* [TRY IT]: Where does the string "RwLock" appear in the records? Copy every line that contains it.

[[ RECORD EXTRACTS, beginning ]]

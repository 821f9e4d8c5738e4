use std::collections::BTreeMap;
use std::sync::Arc;
use std::time::Duration;

use tokio::sync::{mpsc, RwLock};
use tokio::task::{AbortHandle, JoinHandle};
use tokio_util::sync::CancellationToken;

use crate::config::PoolConfig;
use crate::error::Result;
use crate::membership::{Membership, ProcessId, QueueName};
use crate::worker::executor::{JobExecutor, TaskHandler};
use crate::worker::monitor::{WorkerExit, WorkerMonitor};
use crate::worker::runner::Worker;

type LiveWorkers = Arc<RwLock<BTreeMap<ProcessId, AbortHandle>>>;

/// A fixed number of supervised worker slots for one queue.
///
/// Each slot initializes a handler state, runs a worker with its monitor and
/// starts a fresh worker whenever the previous one crashes. A failing `init`
/// is retried every `init_retry_ms` without affecting other slots.
pub struct WorkerPool {
    queue: QueueName,
    live: LiveWorkers,
    slots: Vec<JoinHandle<()>>,
    shutdown: CancellationToken,
}

impl WorkerPool {
    /// Validate `config` and start its worker slots.
    pub fn start<H: TaskHandler>(
        config: PoolConfig,
        handler: Arc<H>,
        membership: Membership,
        mailbox_capacity: usize,
        shutdown: CancellationToken,
    ) -> Result<Self> {
        config.validate()?;
        let config = Arc::new(config);
        let live: LiveWorkers = Arc::new(RwLock::new(BTreeMap::new()));

        let slots = (0..config.workers)
            .map(|slot| {
                let supervisor = Supervisor {
                    slot,
                    config: config.clone(),
                    handler: handler.clone(),
                    membership: membership.clone(),
                    mailbox_capacity,
                    live: live.clone(),
                };
                tokio::spawn(supervisor.run(shutdown.clone()))
            })
            .collect();

        tracing::info!(queue = %config.queue, workers = config.workers, "Worker pool started");
        Ok(Self {
            queue: config.queue.clone(),
            live,
            slots,
            shutdown,
        })
    }

    pub fn queue(&self) -> &QueueName {
        &self.queue
    }

    /// Number of workers currently running (initialized and not crashed)
    pub async fn live_workers(&self) -> usize {
        self.live.read().await.len()
    }

    pub async fn worker_ids(&self) -> Vec<ProcessId> {
        self.live.read().await.keys().copied().collect()
    }

    /// Kill a worker abruptly. Its job, if any, is requeued and the slot
    /// starts a replacement.
    pub async fn kill_worker(&self, pid: ProcessId) -> bool {
        match self.live.read().await.get(&pid) {
            Some(handle) => {
                tracing::warn!(worker = %pid, "Killing worker");
                handle.abort();
                true
            }
            None => false,
        }
    }

    /// Stop every slot and wait for them. Busy workers get the configured
    /// grace period.
    pub async fn stop(self) {
        self.shutdown.cancel();
        for slot in self.slots {
            let _ = slot.await;
        }
        tracing::info!(queue = %self.queue, "Worker pool stopped");
    }
}

struct Supervisor<H: TaskHandler> {
    slot: usize,
    config: Arc<PoolConfig>,
    handler: Arc<H>,
    membership: Membership,
    mailbox_capacity: usize,
    live: LiveWorkers,
}

impl<H: TaskHandler> Supervisor<H> {
    async fn run(self, shutdown: CancellationToken) {
        let node = self.membership.node_id();
        while !shutdown.is_cancelled() {
            let Some(state) = self.init_with_retry(&shutdown).await else {
                break;
            };

            let worker_pid = ProcessId::spawn(node);
            let monitor_pid = ProcessId::spawn(node);
            let (monitor_tx, monitor_rx) = mpsc::channel(self.mailbox_capacity);

            let worker = Worker::new(
                worker_pid,
                self.config.queue.clone(),
                self.membership.clone(),
                JobExecutor::new(self.handler.clone(), Arc::new(state)),
                self.mailbox_capacity,
                monitor_tx.clone(),
                self.config.heartbeat_interval_ms,
            );
            let monitor = WorkerMonitor::new(
                monitor_pid,
                worker_pid,
                self.config.queue.clone(),
                self.membership.clone(),
                monitor_rx,
                monitor_tx,
                self.config.heartbeat_timeout_ms,
                self.config.shutdown_grace_ms,
            );

            let task = tokio::spawn(worker.run(shutdown.clone()));
            self.live.write().await.insert(worker_pid, task.abort_handle());

            let exit = monitor.run(task, shutdown.clone()).await;
            self.live.write().await.remove(&worker_pid);

            match exit {
                WorkerExit::Normal => break,
                WorkerExit::Crashed(reason) => {
                    if shutdown.is_cancelled() {
                        break;
                    }
                    tracing::warn!(
                        queue = %self.config.queue,
                        slot = self.slot,
                        worker = %worker_pid,
                        reason = %reason,
                        "Restarting crashed worker"
                    );
                }
            }
        }
    }

    /// Run `init` until it succeeds. Returns None on shutdown.
    async fn init_with_retry(&self, shutdown: &CancellationToken) -> Option<H::State> {
        let retry = Duration::from_millis(self.config.init_retry_ms);
        loop {
            let handler = self.handler.clone();
            let args = self.config.init_args.clone();
            // Spawned so a panicking init counts as a failed attempt
            let attempt = tokio::spawn(async move { handler.init(&args).await });

            let reason = tokio::select! {
                _ = shutdown.cancelled() => return None,
                joined = attempt => match joined {
                    Ok(Ok(state)) => return Some(state),
                    Ok(Err(reason)) => reason,
                    Err(e) => format!("init panicked: {}", e),
                },
            };

            tracing::warn!(
                queue = %self.config.queue,
                slot = self.slot,
                reason = %reason,
                retry_ms = self.config.init_retry_ms,
                "Worker init failed, retrying"
            );
            tokio::select! {
                _ = shutdown.cancelled() => return None,
                _ = tokio::time::sleep(retry) => {}
            }
        }
    }
}
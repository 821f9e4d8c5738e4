use tokio::sync::mpsc;
use tokio_util::sync::CancellationToken;

use crate::membership::{Membership, NodeEvent, ProcessId, QueueName};
use crate::scheduler::job::{Job, JobResult};
use crate::scheduler::queue::{QueueHandle, QueueMessage};
use crate::worker::executor::{JobExecutor, TaskHandler};
use crate::worker::heartbeat::HeartbeatSender;
use crate::worker::monitor::MonitorMessage;

/// Inbox of a worker process
pub enum WorkerMessage {
    /// Execute `job` and report the outcome on behalf of `origin`
    Run { job: Job, origin: QueueHandle },
}

/// A worker process: takes one job at a time from any queue owner of its
/// queue and reports each outcome through its monitor.
pub(crate) struct Worker<H: TaskHandler> {
    pid: ProcessId,
    queue: QueueName,
    membership: Membership,
    executor: JobExecutor<H>,
    inbox: mpsc::Receiver<WorkerMessage>,
    self_tx: mpsc::Sender<WorkerMessage>,
    monitor: mpsc::Sender<MonitorMessage>,
    heartbeat: HeartbeatSender,
    current: Option<(Job, QueueHandle)>,
}

impl<H: TaskHandler> Worker<H> {
    pub(crate) fn new(
        pid: ProcessId,
        queue: QueueName,
        membership: Membership,
        executor: JobExecutor<H>,
        mailbox_capacity: usize,
        monitor: mpsc::Sender<MonitorMessage>,
        heartbeat_interval_ms: u64,
    ) -> Self {
        let (self_tx, inbox) = mpsc::channel(mailbox_capacity);
        Self {
            pid,
            queue,
            membership,
            executor,
            inbox,
            self_tx,
            heartbeat: HeartbeatSender::new(heartbeat_interval_ms, monitor.clone()),
            monitor,
            current: None,
        }
    }

    /// Process messages until shutdown. A busy worker finishes its job first;
    /// the monitor enforces the grace period.
    pub(crate) async fn run(mut self, shutdown: CancellationToken) {
        let mut node_events = self.membership.subscribe();
        self.membership
            .join_worker(&self.queue, self.pid, self.self_tx.clone())
            .await;
        tracing::debug!(worker = %self.pid, queue = %self.queue, "Worker started");
        self.announce_ready().await;

        loop {
            tokio::select! {
                _ = shutdown.cancelled(), if self.current.is_none() => break,
                _ = self.heartbeat.tick() => {
                    if !self.heartbeat.beat() {
                        tracing::warn!(worker = %self.pid, "Monitor gone, stopping worker");
                        break;
                    }
                }
                msg = self.inbox.recv() => match msg {
                    Some(WorkerMessage::Run { job, origin }) => self.accept(job, origin, &shutdown).await,
                    None => break,
                },
                result = self.executor.next(), if self.executor.is_running() => {
                    self.finish(result, &shutdown).await;
                }
                event = node_events.recv() => {
                    if let Ok(NodeEvent::Up(peer)) = event {
                        tracing::debug!(worker = %self.pid, peer_id = peer, "Peer up, re-registering");
                        self.membership
                            .join_worker(&self.queue, self.pid, self.self_tx.clone())
                            .await;
                        if self.current.is_none() && !shutdown.is_cancelled() {
                            self.announce_ready().await;
                        }
                    }
                }
            }
        }

        self.membership.leave_worker(&self.queue, self.pid).await;
        tracing::debug!(worker = %self.pid, "Worker stopped");
    }

    async fn accept(&mut self, job: Job, origin: QueueHandle, shutdown: &CancellationToken) {
        if self.current.is_some() || shutdown.is_cancelled() {
            let reject = QueueMessage::JobRejected {
                worker: self.pid,
                job,
            };
            if let Err(e) = origin.send(reject).await {
                tracing::warn!(worker = %self.pid, error = %e, "Could not return rejected job");
            }
            return;
        }

        tracing::info!(
            worker = %self.pid,
            job_id = %job.id,
            function = %job.task.function,
            "Running job"
        );
        let busy = MonitorMessage::Busy {
            job: job.clone(),
            origin: origin.clone(),
        };
        if self.monitor.send(busy).await.is_err() {
            tracing::warn!(worker = %self.pid, "Monitor gone while starting job");
        }
        self.executor.start(job.task.clone());
        self.current = Some((job, origin));
    }

    async fn finish(&mut self, result: JobResult, shutdown: &CancellationToken) {
        let Some((mut job, _origin)) = self.current.take() else {
            return;
        };
        tracing::info!(
            worker = %self.pid,
            job_id = %job.id,
            success = result.is_ok(),
            "Job finished"
        );
        job.complete(result);
        if self.monitor.send(MonitorMessage::Finished { job }).await.is_err() {
            tracing::warn!(worker = %self.pid, "Monitor gone, outcome lost");
        }

        if !shutdown.is_cancelled() {
            self.announce_ready().await;
        }
    }

    /// Tell every visible queue owner this worker is idle
    async fn announce_ready(&self) {
        for (pid, tx) in self.membership.queue_owners(&self.queue).await {
            let owner = QueueHandle::new(pid, tx);
            let ready = QueueMessage::WorkerReady {
                worker: self.pid,
                inbox: self.self_tx.clone(),
            };
            if let Err(e) = owner.send(ready).await {
                tracing::debug!(worker = %self.pid, owner = %pid, error = %e, "Queue owner gone");
            }
        }
    }
}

[[ RECORD EXTRACTS, end ]]

* [ANSWER TO THIS EXERCISE]:
use tokio::sync::{mpsc, RwLock};
type LiveWorkers = Arc<RwLock<BTreeMap<ProcessId, AbortHandle>>>;
        let live: LiveWorkers = Arc::new(RwLock::new(BTreeMap::new()));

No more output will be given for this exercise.